Tuesday, March 29, 2016

From Creation Gardening Using Darwin's Nemesis in the Garden - The Earthworm



Using Earthworms in the Garden
          Earthworms are already in the soil. Many people are familiar with dew-worms, which are often collected at night for fishing. The dew-worm cannot be tamed for domestic reproduction, so they have to be collected individually. Another fishing worm is the red wiggler, which is commonly grown on worm farms and used for fishing, composting, and improving the soil. I buy them from Uncle Jim’s Worm Farm. The first time they did not arrive quickly, which is a problem with living worms. I received a free replacement for the 2,000 worms just as the late, somewhat dried shipment arrived. That gave me an abundance of earthworms to spread around the yard.
          Shewell-Cooper, a famous British gardening expert, had a significant insight that has not made the impact it deserves on the bookshelves. He made tons of compost and used it as mulch, arguing the earthworms would pull down all the soil could use. The rest of the compost would serve as a weed barrier and be renewed as needed.
          Gardening books obsess about ways to make the work more difficult, although they pay a bit of homage to the far more effective earthworm moving and fertilizing the soil. The next step from hauling finished compost to the garden for mulch is to create compost in place by planning the mulch as a one-time, or fairly rare soil amendment, left on top, never stirred and rototilled into the soil.
          Another gardening writer is the Maven of Mulch – Ruth Stout. Mulch is the name we use for laying down organic matter that will block the sun from germinating weeds, hold moisture in, and avoid erosion from wind and water. Stout advocated using a deep layer of plant material to accomplish this. Although I composted and hauled finish compost around in my early days of gardening, I decided to merge Shewell-Cooper with Stout and simply make instant compost out of the lawn by mulching it after planting roses. This has great promising in reducing the labor in establishing a rose garden in a lawn:
·       No rototilling.
·       No spraying.
·       No hauling wheelbarrows of compost from the backyard to the front. Hint – never build a compost pile downhill from the garden. As I did in New Ulm.
The initial labor consisted of digging the holes and planting the roses, covering the lawn with newspapers, and covering the newspapers with shredded wood mulch from Lowe’s.
Leave It to the Earthworms – This Way
          The entire yard can become a haven for earthworms and for all other creatures these steps are taken. Many will invite themselves in, like the toads, simply because an earthworm-friendly yard benefits the entire coalition of wildlife engineers, from the microbes to the bird population.
a.    Order red wiggler earthworms from a supplier and expect them in a few days. An order of 2,000 may seem small, but the same worms will double in size shortly, after re-hydrating.

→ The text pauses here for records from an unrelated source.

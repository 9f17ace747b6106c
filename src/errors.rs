use thiserror::Error;

#[derive(Debug, Error, PartialEq)]
pub enum TripleError {
    #[error("cannot perform action if table does not contain triples, found {found} columns")]
    Shape { found: usize },
    #[error("unknown {kind} \"{value}\", choose from {expected}")]
    InvalidEnum {
        kind: &'static str,
        value: String,
        expected: &'static str,
    },
    #[error("row {row} has {found} cells, expected {expected}")]
    RowWidth {
        row: usize,
        found: usize,
        expected: usize,
    },
    #[error("unknown column: {0}")]
    UnknownColumn(String),
    #[error("invalid input: {0}")]
    InvalidInput(String),
    #[error("load error: {0}")]
    Load(String),
}

impl TripleError {
    pub fn shape(found: usize) -> Self {
        TripleError::Shape { found }
    }

    pub fn invalid_enum<T: Into<String>>(
        kind: &'static str,
        value: T,
        expected: &'static str,
    ) -> Self {
        TripleError::InvalidEnum {
            kind,
            value: value.into(),
            expected,
        }
    }

    pub fn unknown_column<T: Into<String>>(name: T) -> Self {
        TripleError::UnknownColumn(name.into())
    }

    pub fn invalid_input<T: Into<String>>(msg: T) -> Self {
        TripleError::InvalidInput(msg.into())
    }

    pub fn load<T: Into<String>>(msg: T) -> Self {
        TripleError::Load(msg.into())
    }
}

b.    Place a few at a time, on top of the soil, in various places, starting with corners of the garden area and composted or mulched areas. I used borders of the house, the fences, and a few places in the middle of the lawn. Earthworms on top of the soil, when it is daylight, will have them dig down to their new homes at once. No need to mix, stir, or rototill them.
c.     Create earthworm habitats with an abundance of organic matter. Circle some chickenwire from a hardware store and fill it with grass clipping, tree leaves, and garden trash. Neighbors are delighted to dump their vines, vegetable trash, corn and sunflower stalks in that pile. They are feeding the lawns, trees, and flowers all around by centralizing the earthworm population.

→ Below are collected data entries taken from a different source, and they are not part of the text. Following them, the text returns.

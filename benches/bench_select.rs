use std::time::Duration;

use criterion::{Criterion, criterion_group, criterion_main};
use triplequery::{
    Column, SearchMethod, Table, clean,
    fixtures::{TripleKind, dummy_triples},
    search, select,
};

const ATTR_SEED: u64 = 0xA771;
const SAMPLE_SIZE: usize = 20;
const WARM_UP: Duration = Duration::from_millis(300);
const MEASURE: Duration = Duration::from_millis(500);

fn bench_scale() -> usize {
    #[cfg(feature = "bench-ci")]
    {
        10_000
    }
    #[cfg(not(feature = "bench-ci"))]
    {
        100_000
    }
}

fn cleaned_attributes() -> Table {
    let mut table = dummy_triples(bench_scale(), TripleKind::Attribute, ATTR_SEED);
    clean(&mut table).expect("clean");
    table
}

fn bench_clean(c: &mut Criterion) {
    let raw = dummy_triples(bench_scale(), TripleKind::Attribute, ATTR_SEED);
    let mut group = c.benchmark_group("clean");
    group.sample_size(SAMPLE_SIZE);
    group.warm_up_time(WARM_UP);
    group.measurement_time(MEASURE);
    group.bench_function("attributes", |b| {
        b.iter(|| {
            let mut table = raw.clone();
            clean(&mut table).expect("clean").len()
        });
    });
    group.finish();
}

fn bench_select(c: &mut Criterion) {
    let table = cleaned_attributes();
    let many: Vec<String> = (0..100).map(|idx| format!("e{}", idx * 7)).collect();
    let mut group = c.benchmark_group("select");
    group.sample_size(SAMPLE_SIZE);
    group.warm_up_time(WARM_UP);
    group.measurement_time(MEASURE);
    group.bench_function("single", |b| {
        b.iter(|| select(&table, "e42", Column::Head).expect("select"));
    });
    group.bench_function("many", |b| {
        b.iter(|| select(&table, &many, Column::Head).expect("select"));
    });
    group.finish();
}

fn bench_search(c: &mut Criterion) {
    let table = cleaned_attributes();
    let mut group = c.benchmark_group("search");
    group.sample_size(SAMPLE_SIZE);
    group.warm_up_time(WARM_UP);
    group.measurement_time(MEASURE);
    for (label, method) in [
        ("exact", SearchMethod::Exact),
        ("substring", SearchMethod::Substring),
        ("close", SearchMethod::Close),
    ] {
        group.bench_function(label, |b| {
            b.iter(|| search(&table, "Rupert Everett", method).expect("search"));
        });
    }
    group.finish();
}

criterion_group!(
    name = select_benches;
    config = Criterion::default();
    targets = bench_clean, bench_select, bench_search
);
criterion_main!(select_benches);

d.    Instead of raking and giving away autumn leaves, rake them onto garden areas. Earthworms, mites, and springtails quickly reduce them to soil food in the spring. In the winter, they hold moisture, insulate the teaming microbes beneath, and start to decay.
e.    Let that beautiful taproot herb called dandelion have their way in various places in the yard. They mine calcium and other minerals, break up hard clay soil, create fluff for the birds’ nest, greens for the table, and a shower of organic matter for the soil. Pull a dandelion after a long rain and an earthworm will probably be curled around the root – homeless and yet testifying to God’s engineering and planning.
f.      Consider whether those big, ugly, healthy weeds in the back are really bad – most are not – or actually beneficial for the soil, birds, and beneficial bugs. Why plant berry bushes for the birds when birds plant pokeberry on their own? Tall weeds are soil builders with deep taproots and shelter for the creatures we take for granted, including the earthworms below.

The earthworm’s role in the infinite dependencies of the garden is beyond comprehension.